La calma descendió sobre mí, pero me di cuenta de que sudaba bajo la fea chaquetilla verde que llevaba, y sentía aún inseguras mis piernas, con un temblor en el pie que apretaba el pedal del freno.

—Te diré lo que sé de ese libro sobre los ángeles —dije—. Tres de cada cuatro veces intervienen en incidentes de tráfico. ¿Qué es exactamente lo que hacíais los de tu clase antes de que se inventaran los automóviles? La verdad es que cerré el libro haciéndome esa pregunta.

Se echó a reír.

Detrás de mí sonó un bocinazo. El tráfico se movía, y lo mismo hicimos nosotros.

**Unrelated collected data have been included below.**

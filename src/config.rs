//! Configuration types.
//!
//! Loaded from a TOML file at startup and validated before anything runs.
//! Secrets never live in the file: accounts and bots name the environment
//! variables holding them.

use std::fmt;
use std::path::{Path, PathBuf};

use secrecy::SecretString;
use serde::Deserialize;

use crate::error::ConfigError;

/// Environment variable holding the config file path.
pub const CONFIG_PATH_ENV: &str = "MAIL_RELAY_CONFIG";

/// Config file used when `MAIL_RELAY_CONFIG` is not set.
pub const DEFAULT_CONFIG_PATH: &str = "mail-relay.toml";

/// Relay configuration.
#[derive(Debug, Clone, Deserialize)]
pub struct RelayConfig {
    /// Monitored mail addresses, one subscription each.
    pub mails: Vec<String>,
    /// Rules, evaluated in this order.
    #[serde(default)]
    pub patterns: Vec<RuleConfig>,
    /// Platform of the outgoing bot.
    #[serde(default)]
    pub platform: Platform,
    /// Self id of the outgoing bot.
    pub sid: String,
    /// Destinations; `private:<id>` marks a direct conversation.
    #[serde(default, alias = "sessionIds")]
    pub session_ids: Vec<String>,
    /// Keep evaluating rules after the first match.
    #[serde(default, alias = "continueOnMatch")]
    pub continue_on_match: bool,
    /// Echo match results back on the sandbox channel.
    #[serde(default, alias = "sandboxEnabled")]
    pub sandbox_enabled: bool,
    /// IMAP settings for the monitored addresses.
    #[serde(default)]
    pub accounts: Vec<MailAccountConfig>,
    /// Outgoing bots available for lookup.
    #[serde(default)]
    pub bots: Vec<BotConfig>,
}

/// One rule as written in the config file.
#[derive(Debug, Clone, Deserialize)]
pub struct RuleConfig {
    /// `|`-separated keyword alternatives; empty means no gate.
    #[serde(default)]
    pub keywords: Option<String>,
    #[serde(default = "default_pattern", alias = "regex")]
    pub pattern: String,
    #[serde(default = "default_flags", alias = "modifier")]
    pub flags: String,
    #[serde(default = "default_template", alias = "format")]
    pub template: String,
}

impl Default for RuleConfig {
    fn default() -> Self {
        Self {
            keywords: None,
            pattern: default_pattern(),
            flags: default_flags(),
            template: default_template(),
        }
    }
}

fn default_pattern() -> String {
    r"\b\d{6,}\b".to_string()
}

fn default_flags() -> String {
    "igm".to_string()
}

fn default_template() -> String {
    "$0".to_string()
}

/// Chat platforms a bot may be configured on.
#[derive(Debug, Clone, Copy, Default, PartialEq, Eq, Deserialize)]
#[serde(rename_all = "lowercase")]
pub enum Platform {
    #[default]
    Onebot,
    Kook,
    Telegram,
    Discord,
    Lark,
    Chronocat,
}

impl Platform {
    pub fn as_str(&self) -> &'static str {
        match self {
            Platform::Onebot => "onebot",
            Platform::Kook => "kook",
            Platform::Telegram => "telegram",
            Platform::Discord => "discord",
            Platform::Lark => "lark",
            Platform::Chronocat => "chronocat",
        }
    }

    /// Whether this crate ships a sender for the platform.
    pub fn has_driver(&self) -> bool {
        matches!(self, Platform::Onebot | Platform::Telegram)
    }
}

impl fmt::Display for Platform {
    fn fmt(&self, f: &mut fmt::Formatter<'_>) -> fmt::Result {
        f.write_str(self.as_str())
    }
}

/// IMAP settings for one mail account.
#[derive(Debug, Clone, Deserialize)]
pub struct MailAccountConfig {
    pub address: String,
    pub imap_host: String,
    #[serde(default = "default_imap_port")]
    pub imap_port: u16,
    /// Login name; defaults to the address.
    #[serde(default)]
    pub username: Option<String>,
    /// Environment variable holding the IMAP password.
    pub password_env: String,
    #[serde(default = "default_mailbox")]
    pub mailbox: String,
    #[serde(default = "default_poll_interval")]
    pub poll_interval_secs: u64,
}

impl MailAccountConfig {
    pub fn username(&self) -> &str {
        self.username.as_deref().unwrap_or(&self.address)
    }

    pub fn password(&self) -> Result<SecretString, ConfigError> {
        read_secret(&self.password_env)
    }
}

fn default_imap_port() -> u16 {
    993
}

fn default_mailbox() -> String {
    "INBOX".to_string()
}

fn default_poll_interval() -> u64 {
    60
}

/// One outgoing bot.
#[derive(Debug, Clone, Deserialize)]
pub struct BotConfig {
    pub platform: Platform,
    pub self_id: String,
    /// Environment variable holding the bot token (Telegram) or the
    /// access token (OneBot, optional there).
    #[serde(default)]
    pub token_env: Option<String>,
    /// Base URL of the OneBot HTTP API.
    #[serde(default)]
    pub endpoint: Option<String>,
}

impl BotConfig {
    pub fn token(&self) -> Result<Option<SecretString>, ConfigError> {
        self.token_env.as_deref().map(read_secret).transpose()
    }
}

/// Read a secret from the environment.
pub fn read_secret(var: &str) -> Result<SecretString, ConfigError> {
    std::env::var(var)
        .map(SecretString::from)
        .map_err(|_| ConfigError::MissingEnvVar(var.to_string()))
}

/// Config file path: `MAIL_RELAY_CONFIG` or `mail-relay.toml`.
pub fn config_path_from_env() -> PathBuf {
    std::env::var(CONFIG_PATH_ENV)
        .map(PathBuf::from)
        .unwrap_or_else(|_| PathBuf::from(DEFAULT_CONFIG_PATH))
}

impl RelayConfig {
    /// Read, parse and validate a config file.
    pub fn load(path: &Path) -> Result<Self, ConfigError> {
        let raw = std::fs::read_to_string(path)?;
        Self::from_toml(&raw)
    }

    /// Parse and validate TOML text.
    pub fn from_toml(raw: &str) -> Result<Self, ConfigError> {
        let config: RelayConfig =
            toml::from_str(raw).map_err(|e| ConfigError::ParseError(e.to_string()))?;
        config.validate()?;
        Ok(config)
    }

    /// Structural checks. Rule patterns are checked by the rule compiler.
    pub fn validate(&self) -> Result<(), ConfigError> {
        if self.mails.is_empty() {
            return Err(ConfigError::MissingRequired {
                key: "mails".into(),
                hint: "List at least one mail address to monitor.".into(),
            });
        }
        if self.sid.trim().is_empty() {
            return Err(ConfigError::MissingRequired {
                key: "sid".into(),
                hint: "Set the self id of the outgoing bot.".into(),
            });
        }
        for mail in &self.mails {
            if self.account(mail).is_none() {
                return Err(ConfigError::MissingRequired {
                    key: format!("accounts[{mail}]"),
                    hint: "Add an [[accounts]] entry with its IMAP settings.".into(),
                });
            }
        }
        for id in &self.session_ids {
            if crate::dispatch::Destination::parse(id).id().is_empty() {
                return Err(ConfigError::InvalidValue {
                    key: "session_ids".into(),
                    message: format!("empty destination id \"{id}\""),
                });
            }
        }
        for account in &self.accounts {
            if account.poll_interval_secs == 0 {
                return Err(ConfigError::InvalidValue {
                    key: format!("accounts[{}].poll_interval_secs", account.address),
                    message: "must be greater than zero".into(),
                });
            }
        }
        for bot in &self.bots {
            if !bot.platform.has_driver() {
                return Err(ConfigError::InvalidValue {
                    key: format!("bots[{}].platform", bot.self_id),
                    message: format!("no sender available for platform {}", bot.platform),
                });
            }
            match bot.platform {
                Platform::Telegram if bot.token_env.is_none() => {
                    return Err(ConfigError::MissingRequired {
                        key: format!("bots[{}].token_env", bot.self_id),
                        hint: "Telegram bots need a bot token.".into(),
                    });
                }
                Platform::Onebot if bot.endpoint.is_none() => {
                    return Err(ConfigError::MissingRequired {
                        key: format!("bots[{}].endpoint", bot.self_id),
                        hint: "OneBot bots need the HTTP API base URL.".into(),
                    });
                }
                _ => {}
            }
        }
        Ok(())
    }

    /// IMAP settings for `address`.
    pub fn account(&self, address: &str) -> Option<&MailAccountConfig> {
        self.accounts
            .iter()
            .find(|a| a.address.eq_ignore_ascii_case(address))
    }
}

—Es una pregunta perfectamente legítima —dijo—, sobre todo después de haber leído ese libro en particular. No importa lo que hacíamos en el pasado. Lo que importa ahora es lo que podemos hacer tú y yo juntos.

—Y no tienes ningún nombre.

De nuevo íbamos deprisa, pero no corrí más que los otros coches situados como yo en el carril izquierdo.

—Puedes llamarme Malaquías —dijo con amabilidad—, pero te aseguro que ningún serafín del cielo te dirá nunca cuál es su verdadero nombre.

—¿Un serafín? ¿Me estás diciendo que eres un serafín?

—Te quiero para un encargo especial, y te ofrezco una oportunidad de emplear todas las habilidades que posees para ayudarme, y para ayudar a las personas que justo en este momento están rezando para que intervengamos.

Me quedé estupefacto. Sentí el impacto de sus palabras como el escalofrío de la brisa en el momento en que, cerca ya de Los Ángeles, nos aproximamos a la costa.

«Es un invento tuyo. Choca con el terraplén. No hagas el bobo por algo que ha surgido de tu propia mente enferma.»

—No soy un invento tuyo —dijo—. ¿No ves lo que ocurre?

La desesperación amenazaba ahogar mis propias palabras.

«Es un engaño. Tú has matado a un hombre. Mereces la muerte y el olvido que te aguarda.»

—¿Olvido? —murmuró el extraño. Alzó la voz contra el viento—. ¿Crees que te aguarda el olvido? ¿Crees que no vas a volver a ver a Emily y Jacob?